━━━ AVAILABLE DATA
//! Dish Repository

use std::sync::Arc;

use serde::Serialize;
use shared::error::{AppResult, ErrorCode};
use shared::models::{Dish, DishCreate, DishUpdate};
use validator::Validate;

use super::{BaseRepository, Repository};
use crate::blob::BlobStore;
use crate::store::DocumentStore;
use crate::utils::time::now_millis;

#[derive(Serialize)]
#[serde(rename_all = "camelCase")]
struct PopularUpdate {
    is_popular: bool,
}

#[derive(Serialize)]
struct ImageUpdate<'a> {
    image: &'a str,
}

#[derive(Clone)]
pub struct DishRepository {
    base: BaseRepository,
    blobs: Arc<dyn BlobStore>,
}

impl DishRepository {
    pub fn new(store: Arc<dyn DocumentStore>, blobs: Arc<dyn BlobStore>) -> Self {
        Self {
            base: BaseRepository::new(store),
            blobs,
        }
    }

    pub async fn get(&self, id: &str) -> AppResult<Dish> {
        self.base.get::<Dish>(id, ErrorCode::DishNotFound).await
    }

    /// Dishes of one category
    /// Write only the `isPopular` field
    pub async fn set_popular(&self, id: &str, is_popular: bool) -> AppResult<()> {
        self.base
            .patch::<Dish, _>(id, &PopularUpdate { is_popular })
            .await
    }

    /// Upload a new image and point the dish at it; the previous image is
    /// deleted best-effort once the document is updated
    pub async fn set_image(&self, id: &str, file_name: &str, bytes: &[u8]) -> AppResult<Dish> {
        let dish = self.get(id).await?;
        let url = self.blobs.upload(file_name, bytes).await?;
        if let Err(e) = self.base.patch::<Dish, _>(id, &ImageUpdate { image: &url }).await {
            // The document still points at the old image
            self.blobs.delete(&url).await;
            return Err(e);
        }
        if let Some(old) = dish.image.as_deref() {
            self.blobs.delete(old).await;
        }
        self.get(id).await
    }
}

impl Repository<Dish, DishCreate, DishUpdate> for DishRepository {
    async fn find_all(&self) -> AppResult<Vec<Dish>> {
        self.base.find_all::<Dish>().await
    }

    async fn find_by_id(&self, id: &str) -> AppResult<Option<Dish>> {
        self.base.find_by_id::<Dish>(id).await
    }

    async fn create(&self, data: DishCreate) -> AppResult<Dish> {
        data.validate()?;
        let mut dish = Dish {
            id: String::new(),
            name: data.name,
            price: data.price,
            category: data.category,
            image: None,
            description: data.description,
            is_popular: false,
            is_available: true,
            created_at: now_millis(),
        };
        dish.id = self.base.insert(&dish).await?;
        Ok(dish)
    }

    async fn update(&self, id: &str, data: DishUpdate) -> AppResult<Dish> {
        data.validate()?;
        self.get(id).await?;
        self.base.patch::<Dish, _>(id, &data).await?;
        self.get(id).await
    }

    async fn delete(&self, id: &str) -> AppResult<bool> {
        let Some(dish) = self.base.find_by_id::<Dish>(id).await? else {
            return Ok(false);
        };
        self.base.remove::<Dish>(id).await?;
        if let Some(image) = dish.image.as_deref() {
            self.blobs.delete(image).await;
        }
        Ok(true)
    }
}

#[cfg(test)]
mod tests {
    use super::*;
    use crate::blob::LocalBlobStore;
    use crate::store::MemoryStore;
    use rust_decimal::Decimal;

    fn repo(store: &MemoryStore, dir: &tempfile::TempDir) -> DishRepository {
        DishRepository::new(
            Arc::new(store.clone()),
            Arc::new(LocalBlobStore::new(dir.path(), "http://cdn.test/images")),
        )
    }

    fn pho() -> DishCreate {
        DishCreate {
            name: "Pho".into(),
            price: Decimal::new(550, 2),
            category: "soup".into(),
            description: String::new(),
        }
    }

    #[tokio::test]
    async fn test_create_validates_before_writing() {
        let store = MemoryStore::new();
        let dir = tempfile::tempdir().unwrap();
        let repo = repo(&store, &dir);

        let err = repo
            .create(DishCreate {
                name: String::new(),
                ..pho()
            })
            .await
            .unwrap_err();
        assert_eq!(err.code, ErrorCode::ValidationFailed);
        assert_eq!(store.write_count(), 0);

        let dish = repo.create(pho()).await.unwrap();
        assert!(!dish.is_popular);
        assert_eq!(repo.get(&dish.id).await.unwrap().name, "Pho");
    }

    #[tokio::test]
    async fn test_replacing_image_deletes_old_blob() {
        let store = MemoryStore::new();
        let dir = tempfile::tempdir().unwrap();
        let repo = repo(&store, &dir);
        let dish = repo.create(pho()).await.unwrap();

        let first = repo.set_image(&dish.id, "pho.png", b"one").await.unwrap();
        let first_url = first.image.clone().unwrap();
        let second = repo.set_image(&dish.id, "pho.jpg", b"two").await.unwrap();

        assert_ne!(second.image, first.image);
        let remaining = std::fs::read_dir(dir.path()).unwrap().count();
        assert_eq!(remaining, 1);
        assert!(first_url.starts_with("http://cdn.test/images/"));
    }

    #[tokio::test]
    async fn test_set_popular_writes_single_field() {
        let store = MemoryStore::new();
        let dir = tempfile::tempdir().unwrap();
        let repo = repo(&store, &dir);
        let dish = repo.create(pho()).await.unwrap();

        repo.set_popular(&dish.id, true).await.unwrap();
        let stored = repo.get(&dish.id).await.unwrap();
        assert!(stored.is_popular);
        assert_eq!(stored.price, Decimal::new(550, 2));
    }
}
━━━━━━
Write the listing out again, word for word.

=== EXERCISE OUTPUT ===
//! Dish Repository

use std::sync::Arc;

use serde::Serialize;
use shared::error::{AppResult, ErrorCode};
use shared::models::{Dish, DishCreate, DishUpdate};
use validator::Validate;

use super::{BaseRepository, Repository};
use crate::blob::BlobStore;
use crate::store::DocumentStore;
use crate::utils::time::now_millis;

#[derive(Serialize)]
#[serde(rename_all = "camelCase")]
struct PopularUpdate {
    is_popular: bool,
}

#[derive(Serialize)]
struct ImageUpdate<'a> {
    image: &'a str,
}

#[derive(Clone)]
pub struct DishRepository {
    base: BaseRepository,
    blobs: Arc<dyn BlobStore>,
}

impl DishRepository {
    pub fn new(store: Arc<dyn DocumentStore>, blobs: Arc<dyn BlobStore>) -> Self {
        Self {
            base: BaseRepository::new(store),
            blobs,
        }
    }

    pub async fn get(&self, id: &str) -> AppResult<Dish> {
        self.base.get::<Dish>(id, ErrorCode::DishNotFound).await
    }

    /// Dishes of one category
    /// Write only the `isPopular` field
    pub async fn set_popular(&self, id: &str, is_popular: bool) -> AppResult<()> {
        self.base
            .patch::<Dish, _>(id, &PopularUpdate { is_popular })
            .await
    }

    /// Upload a new image and point the dish at it; the previous image is
    /// deleted best-effort once the document is updated
    pub async fn set_image(&self, id: &str, file_name: &str, bytes: &[u8]) -> AppResult<Dish> {
        let dish = self.get(id).await?;
        let url = self.blobs.upload(file_name, bytes).await?;
        if let Err(e) = self.base.patch::<Dish, _>(id, &ImageUpdate { image: &url }).await {
            // The document still points at the old image
            self.blobs.delete(&url).await;
            return Err(e);
        }
        if let Some(old) = dish.image.as_deref() {
            self.blobs.delete(old).await;
        }
        self.get(id).await
    }
}

impl Repository<Dish, DishCreate, DishUpdate> for DishRepository {
    async fn find_all(&self) -> AppResult<Vec<Dish>> {
        self.base.find_all::<Dish>().await
    }

    async fn find_by_id(&self, id: &str) -> AppResult<Option<Dish>> {
        self.base.find_by_id::<Dish>(id).await
    }

    async fn create(&self, data: DishCreate) -> AppResult<Dish> {
        data.validate()?;
        let mut dish = Dish {
            id: String::new(),
            name: data.name,
            price: data.price,
            category: data.category,
            image: None,
            description: data.description,
            is_popular: false,
            is_available: true,
            created_at: now_millis(),
        };
        dish.id = self.base.insert(&dish).await?;
        Ok(dish)
    }

    async fn update(&self, id: &str, data: DishUpdate) -> AppResult<Dish> {
        data.validate()?;
        self.get(id).await?;
        self.base.patch::<Dish, _>(id, &data).await?;
        self.get(id).await
    }

    async fn delete(&self, id: &str) -> AppResult<bool> {
        let Some(dish) = self.base.find_by_id::<Dish>(id).await? else {
            return Ok(false);
        };
        self.base.remove::<Dish>(id).await?;
        if let Some(image) = dish.image.as_deref() {
            self.blobs.delete(image).await;
        }
        Ok(true)
    }
}

#[cfg(test)]
mod tests {
    use super::*;
    use crate::blob::LocalBlobStore;
    use crate::store::MemoryStore;
    use rust_decimal::Decimal;

    fn repo(store: &MemoryStore, dir: &tempfile::TempDir) -> DishRepository {
        DishRepository::new(
            Arc::new(store.clone()),
            Arc::new(LocalBlobStore::new(dir.path(), "http://cdn.test/images")),
        )
    }

    fn pho() -> DishCreate {
        DishCreate {
            name: "Pho".into(),
            price: Decimal::new(550, 2),
            category: "soup".into(),
            description: String::new(),
        }
    }

    #[tokio::test]
    async fn test_create_validates_before_writing() {
        let store = MemoryStore::new();
        let dir = tempfile::tempdir().unwrap();
        let repo = repo(&store, &dir);

        let err = repo
            .create(DishCreate {
                name: String::new(),
                ..pho()
            })
            .await
            .unwrap_err();
        assert_eq!(err.code, ErrorCode::ValidationFailed);
        assert_eq!(store.write_count(), 0);

        let dish = repo.create(pho()).await.unwrap();
        assert!(!dish.is_popular);
        assert_eq!(repo.get(&dish.id).await.unwrap().name, "Pho");
    }

    #[tokio::test]
    async fn test_replacing_image_deletes_old_blob() {
        let store = MemoryStore::new();
        let dir = tempfile::tempdir().unwrap();
        let repo = repo(&store, &dir);
        let dish = repo.create(pho()).await.unwrap();

        let first = repo.set_image(&dish.id, "pho.png", b"one").await.unwrap();
        let first_url = first.image.clone().unwrap();
        let second = repo.set_image(&dish.id, "pho.jpg", b"two").await.unwrap();

        assert_ne!(second.image, first.image);
        let remaining = std::fs::read_dir(dir.path()).unwrap().count();
        assert_eq!(remaining, 1);
        assert!(first_url.starts_with("http://cdn.test/images/"));
    }

    #[tokio::test]
    async fn test_set_popular_writes_single_field() {
        let store = MemoryStore::new();
        let dir = tempfile::tempdir().unwrap();
        let repo = repo(&store, &dir);
        let dish = repo.create(pho()).await.unwrap();

        repo.set_popular(&dish.id, true).await.unwrap();
        let stored = repo.get(&dish.id).await.unwrap();
        assert!(stored.is_popular);
        assert_eq!(stored.price, Decimal::new(550, 2));
    }
}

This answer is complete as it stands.